▸ YOUR OBJECTIVE:
Whenever a line in the entries below contains "unwrap", copy that line.

-- SOURCE INFORMATION follows --

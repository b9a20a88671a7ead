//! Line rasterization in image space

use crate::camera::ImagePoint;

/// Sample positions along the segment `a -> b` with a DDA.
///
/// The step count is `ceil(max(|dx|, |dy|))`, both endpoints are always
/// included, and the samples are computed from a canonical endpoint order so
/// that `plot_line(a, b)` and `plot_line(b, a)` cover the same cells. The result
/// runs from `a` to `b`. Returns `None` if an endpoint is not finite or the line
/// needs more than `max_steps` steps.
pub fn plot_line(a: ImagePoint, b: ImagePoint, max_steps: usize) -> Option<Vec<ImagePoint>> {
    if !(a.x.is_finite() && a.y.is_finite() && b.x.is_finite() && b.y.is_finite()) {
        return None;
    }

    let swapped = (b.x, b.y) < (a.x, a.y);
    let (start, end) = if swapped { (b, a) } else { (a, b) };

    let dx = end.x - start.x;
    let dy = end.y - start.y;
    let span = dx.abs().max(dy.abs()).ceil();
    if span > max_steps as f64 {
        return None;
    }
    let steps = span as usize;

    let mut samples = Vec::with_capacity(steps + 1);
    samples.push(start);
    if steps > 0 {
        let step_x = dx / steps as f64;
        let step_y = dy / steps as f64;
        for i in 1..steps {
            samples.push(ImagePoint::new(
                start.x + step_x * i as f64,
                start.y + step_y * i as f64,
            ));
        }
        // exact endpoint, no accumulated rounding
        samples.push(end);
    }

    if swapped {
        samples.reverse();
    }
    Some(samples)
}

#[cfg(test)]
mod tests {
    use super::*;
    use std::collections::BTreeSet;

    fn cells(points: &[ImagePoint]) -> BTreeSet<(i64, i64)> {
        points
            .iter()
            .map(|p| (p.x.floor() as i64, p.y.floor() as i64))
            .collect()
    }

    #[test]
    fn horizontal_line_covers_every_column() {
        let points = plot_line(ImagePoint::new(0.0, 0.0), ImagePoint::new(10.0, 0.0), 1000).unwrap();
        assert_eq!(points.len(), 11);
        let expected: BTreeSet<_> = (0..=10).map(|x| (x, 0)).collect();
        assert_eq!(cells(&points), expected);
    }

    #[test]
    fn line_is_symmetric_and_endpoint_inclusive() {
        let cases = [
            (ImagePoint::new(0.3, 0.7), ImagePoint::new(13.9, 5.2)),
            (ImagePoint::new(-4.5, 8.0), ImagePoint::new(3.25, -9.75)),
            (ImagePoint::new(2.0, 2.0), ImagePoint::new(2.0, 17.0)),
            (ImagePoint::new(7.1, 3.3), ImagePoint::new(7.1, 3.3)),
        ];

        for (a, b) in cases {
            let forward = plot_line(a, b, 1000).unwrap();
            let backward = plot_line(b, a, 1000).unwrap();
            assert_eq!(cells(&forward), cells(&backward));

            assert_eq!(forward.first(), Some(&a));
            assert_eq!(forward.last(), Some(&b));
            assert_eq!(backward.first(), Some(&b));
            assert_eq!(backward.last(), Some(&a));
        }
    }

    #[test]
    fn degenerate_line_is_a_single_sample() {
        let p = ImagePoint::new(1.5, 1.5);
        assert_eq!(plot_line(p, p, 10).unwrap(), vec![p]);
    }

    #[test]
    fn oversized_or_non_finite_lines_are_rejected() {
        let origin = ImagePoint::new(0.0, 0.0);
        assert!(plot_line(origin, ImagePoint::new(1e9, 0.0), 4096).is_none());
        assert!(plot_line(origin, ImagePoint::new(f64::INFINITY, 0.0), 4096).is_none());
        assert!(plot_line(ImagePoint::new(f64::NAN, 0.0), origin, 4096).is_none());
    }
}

-- SOURCE INFORMATION concluded --

▸ TASK SOLUTION:
        let points = plot_line(ImagePoint::new(0.0, 0.0), ImagePoint::new(10.0, 0.0), 1000).unwrap();
            let forward = plot_line(a, b, 1000).unwrap();
            let backward = plot_line(b, a, 1000).unwrap();
        assert_eq!(plot_line(p, p, 10).unwrap(), vec![p]);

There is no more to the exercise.